- Aim of the exercise:
Write out all of the entries, matching the original exactly.

-- Data for analysis follows --

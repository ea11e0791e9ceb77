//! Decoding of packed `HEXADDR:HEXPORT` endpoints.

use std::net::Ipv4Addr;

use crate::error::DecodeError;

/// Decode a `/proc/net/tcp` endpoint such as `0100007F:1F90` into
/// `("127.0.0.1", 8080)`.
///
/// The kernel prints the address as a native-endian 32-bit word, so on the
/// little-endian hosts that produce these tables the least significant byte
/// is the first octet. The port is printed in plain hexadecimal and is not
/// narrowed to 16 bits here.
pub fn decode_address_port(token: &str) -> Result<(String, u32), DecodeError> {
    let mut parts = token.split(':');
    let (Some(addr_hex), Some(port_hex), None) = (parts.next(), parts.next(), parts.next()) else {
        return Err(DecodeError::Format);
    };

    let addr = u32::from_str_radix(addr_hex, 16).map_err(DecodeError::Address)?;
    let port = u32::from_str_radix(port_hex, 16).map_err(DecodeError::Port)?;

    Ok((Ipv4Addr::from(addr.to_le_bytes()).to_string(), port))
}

-- Data for analysis concluded --

- Written reply:
repository ea11e0791e9ceb77
//! Decoding of packed `HEXADDR:HEXPORT` endpoints.

use std::net::Ipv4Addr;

use crate::error::DecodeError;

/// Decode a `/proc/net/tcp` endpoint such as `0100007F:1F90` into
/// `("127.0.0.1", 8080)`.
///
/// The kernel prints the address as a native-endian 32-bit word, so on the
/// little-endian hosts that produce these tables the least significant byte
/// is the first octet. The port is printed in plain hexadecimal and is not
/// narrowed to 16 bits here.
pub fn decode_address_port(token: &str) -> Result<(String, u32), DecodeError> {
    let mut parts = token.split(':');
    let (Some(addr_hex), Some(port_hex), None) = (parts.next(), parts.next(), parts.next()) else {
        return Err(DecodeError::Format);
    };

    let addr = u32::from_str_radix(addr_hex, 16).map_err(DecodeError::Address)?;
    let port = u32::from_str_radix(port_hex, 16).map_err(DecodeError::Port)?;

    Ok((Ipv4Addr::from(addr.to_le_bytes()).to_string(), port))
}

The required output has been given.